Nitroglycerin relaxes blood vessels, particularly the veins, which reduces how hard the heart has to work and improves blood flow through the coronary arteries. Sublingual tablets and the lingual spray are short-acting medicines used to treat chest pain when it occurs (or just before activity that the patient knows tends to bring it on). Patches and ointment are used regularly to prevent chest pain from happening. The IV form is used in hospital under close monitoring. Patients should understand that nitroglycerin only treats symptoms — it does not cure coronary disease, and the medications that improve survival (aspirin, statins, ACE-i/ARB, beta-blockers when indicated) should be continued.

How to Take

Sublingual tablets: sit down. Place one tablet under the tongue or between the cheek and gum and let it dissolve — do not chew, crush, or swallow. A burning or tingling sensation is normal but does not indicate that the tablet is working. If chest pain is not relieved after 5 minutes, take a second tablet; after another 5 minutes a third may be taken. If chest pain has not gone away 5 minutes after the third tablet, call emergency services (911 / local emergency number). Do not drive yourself.

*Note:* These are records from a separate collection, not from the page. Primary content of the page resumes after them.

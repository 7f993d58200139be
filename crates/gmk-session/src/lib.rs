//! gmk-session
//!
//! Async orchestration for the tracker screen's refresh flow.
//!
//! A session actor (see [`spawn_session`]) owns the reconciler state, the refresh
//! generation gate, and the map surface. Every refresh queries the device
//! location source and the remote target store independently; each result
//! is posted back to the actor's queue tagged with its refresh generation,
//! so reconciler state is only ever touched from one task even on a
//! multi-threaded runtime. Stale-generation results are dropped.
//!
//! User-visible conditions are broadcast as [`Notice`] events; rendering
//! them is the embedder's concern.

mod config;
mod notice;
mod session;
mod surface;

pub use config::SessionConfig;
pub use notice::Notice;
pub use session::{spawn_session, SessionClosed, SessionHandle, StatusSnapshot};
pub use surface::{AppliedMutation, MapSurface, RecordingSurface};
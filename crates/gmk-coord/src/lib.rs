//! gmk-coord
//!
//! Coordinate value type and the `"lat,lon"` wire format used by the
//! tracker's remote feed.
//!
//! Architectural decisions:
//! - `parse_wire` accepts any finite-or-not float pair (matches the feed
//!   writers in the field today); `parse_wire_strict` enforces WGS84 ranges
//! - Errors carry evidence (segment counts, offending raw text)
//!
//! Pure deterministic logic. No IO.

mod parse;
mod types;

pub use parse::{parse_wire, parse_wire_strict, ParseError};
pub use types::GeoPoint;
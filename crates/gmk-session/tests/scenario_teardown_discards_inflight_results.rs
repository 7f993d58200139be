use std::sync::Arc;
use std::time::Duration;

use gmk_session::{spawn_session, RecordingSurface, SessionConfig};
use gmk_sources::{RemotePayload, ScriptedFetch, SimulatedLocationSource, SimulatedRemoteSource};

#[tokio::test]
async fn scenario_teardown_discards_inflight_results() {
    let surface = RecordingSurface::new();
    let log = surface.mutation_log();

    let location = Arc::new(SimulatedLocationSource::denied());
    let remote = Arc::new(SimulatedRemoteSource::scripted(vec![
        ScriptedFetch::delayed(
            Duration::from_millis(200),
            Ok(RemotePayload::Present("1,2".to_string())),
        ),
    ]));

    let session = spawn_session(
        SessionConfig::default(),
        Box::new(surface),
        location,
        remote,
    );

    session.refresh().await.unwrap();
    tokio::time::sleep(Duration::from_millis(50)).await;

    // Screen torn down while the fetch is still in flight.
    drop(session);
    tokio::time::sleep(Duration::from_millis(400)).await;

    // The late result found a closed mailbox and was discarded; nothing
    // was applied to the surface after teardown.
    assert!(log.lock().unwrap().is_empty());
}
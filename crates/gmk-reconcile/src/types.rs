use gmk_coord::GeoPoint;
use serde::{Deserialize, Serialize};

/// The two logical marker slots tracked by the reconciler.
#[derive(Copy, Clone, Debug, PartialEq, Eq, PartialOrd, Ord, Serialize, Deserialize)]
#[serde(rename_all = "snake_case")]
pub enum MarkerRole {
    Origin,
    Destination,
}

impl MarkerRole {
    pub fn as_str(&self) -> &'static str {
        match self {
            MarkerRole::Origin => "origin",
            MarkerRole::Destination => "destination",
        }
    }
}

/// Opaque handle minted by the rendering surface when a marker is created.
#[derive(Copy, Clone, Debug, PartialEq, Eq, PartialOrd, Ord, Serialize, Deserialize)]
pub struct MarkerHandle(pub u64);

/// A classified coordinate report fed to the engine.
///
/// Callers classify before reporting: the engine never sees a raw reading
/// and never fails. `NoFix` is an explicit tagged-absent value; the engine
/// does not overload any real coordinate as a sentinel.
#[derive(Copy, Clone, Debug, PartialEq)]
pub enum FixReport {
    Fix(GeoPoint),
    NoFix,
}

impl FixReport {
    /// Classify a raw provider reading.
    ///
    /// Device providers in this system report `(0,0)` for "no fix yet",
    /// and a reading counts as a fix only when both components are
    /// non-zero, so any zero component maps to `NoFix`. This keeps the
    /// sentinel quirk at the provider boundary instead of inside the
    /// engine.
    pub fn from_reading(point: GeoPoint) -> Self {
        if point.has_zero_component() {
            FixReport::NoFix
        } else {
            FixReport::Fix(point)
        }
    }
}

/// One marker slot: last recorded coordinate plus the surface handle, when
/// a marker is currently rendered for it.
#[derive(Copy, Clone, Debug, Default, PartialEq)]
pub struct MarkerSlot {
    pub point: Option<GeoPoint>,
    pub handle: Option<MarkerHandle>,
}

/// Engine state. Owned exclusively by one reconciliation queue; never
/// shared across concurrent passes.
#[derive(Clone, Debug, Default, PartialEq)]
pub struct ReconcilerState {
    pub origin: MarkerSlot,
    pub destination: MarkerSlot,
}

impl ReconcilerState {
    pub fn new() -> Self {
        Self::default()
    }

    pub fn slot(&self, role: MarkerRole) -> &MarkerSlot {
        match role {
            MarkerRole::Origin => &self.origin,
            MarkerRole::Destination => &self.destination,
        }
    }

    pub(crate) fn slot_mut(&mut self, role: MarkerRole) -> &mut MarkerSlot {
        match role {
            MarkerRole::Origin => &mut self.origin,
            MarkerRole::Destination => &mut self.destination,
        }
    }
}

/// A map mutation for the caller to execute.
///
/// `Upsert` asks the surface to create a marker; the caller must feed the
/// minted handle back via [`confirm_handle`][crate::confirm_handle] so a
/// later `Remove` can target it.
#[derive(Copy, Clone, Debug, PartialEq)]
pub enum MapCommand {
    Upsert {
        role: MarkerRole,
        point: GeoPoint,
    },
    Remove {
        role: MarkerRole,
        handle: MarkerHandle,
    },
}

Lingual spray: sit down. Spray 1–2 sprays on or under the tongue and close the mouth. Do not inhale the spray. Do not swallow for 5–10 seconds. Repeat up to a total of 3 sprays in 15 minutes. Same rule for emergency call after 3 doses.

Patches and ointment are taken on a schedule, with a daily nitrate-free period (typically overnight). They will not help an attack that is already occurring — sublingual tablets or spray must be available for acute episodes.

Erectile Dysfunction and Pulmonary Hypertension Medicines (Critical)
Tell patient Never take nitroglycerin within 24 hours of sildenafil (Viagra), vardenafil (Levitra), or avanafil (Stendra), or within 48 hours of tadalafil (Cialis). The combination can cause life-threatening drops in blood pressure. The same applies to riociguat (Adempas) for pulmonary hypertension. Always tell every doctor and emergency provider about all medications taken, including those for erectile dysfunction and pulmonary hypertension — these are sometimes left off lists out of embarrassment.
Call prescriber Before starting any new medication. Carry a wallet card or list of all medicines.
Headache
Tell patient A throbbing headache is the most common side effect, especially when starting therapy. It usually improves over the first one to two weeks of regular use. Paracetamol (acetaminophen) can be taken if needed. The presence of a headache often signals that the medicine is working.
Call prescriber If the headache is severe, persistent beyond a few weeks, or interferes with daily life — the dose or formulation can sometimes be adjusted.
Dizziness and Low Blood Pressure
Tell patient Dizziness or lightheadedness is common, especially on standing up after taking the medicine. Always sit down before taking sublingual tablets or spray. If dizziness occurs, take several deep breaths and bend forward with the head between the knees. Avoid alcohol — it may worsen the drop in blood pressure.
Call prescriber Fainting, severe lightheadedness, or repeated falls.
Storage and Expiry of Sublingual Tablets
Tell patient Keep tablets in the original glass container and tightly cap after each use — exposure to air, moisture, and heat reduces potency. Do not transfer tablets to a pill organiser. Do not store in a bathroom (humid). Replace the bottle by its expiry date or sooner if tablets no longer produce a slight burning/tingling under the tongue or fail to relieve chest pain. Carry the bottle when away from home.
Call prescriber If the tablets seem less effective than they used to be — they may have lost potency, or the underlying angina may have progressed.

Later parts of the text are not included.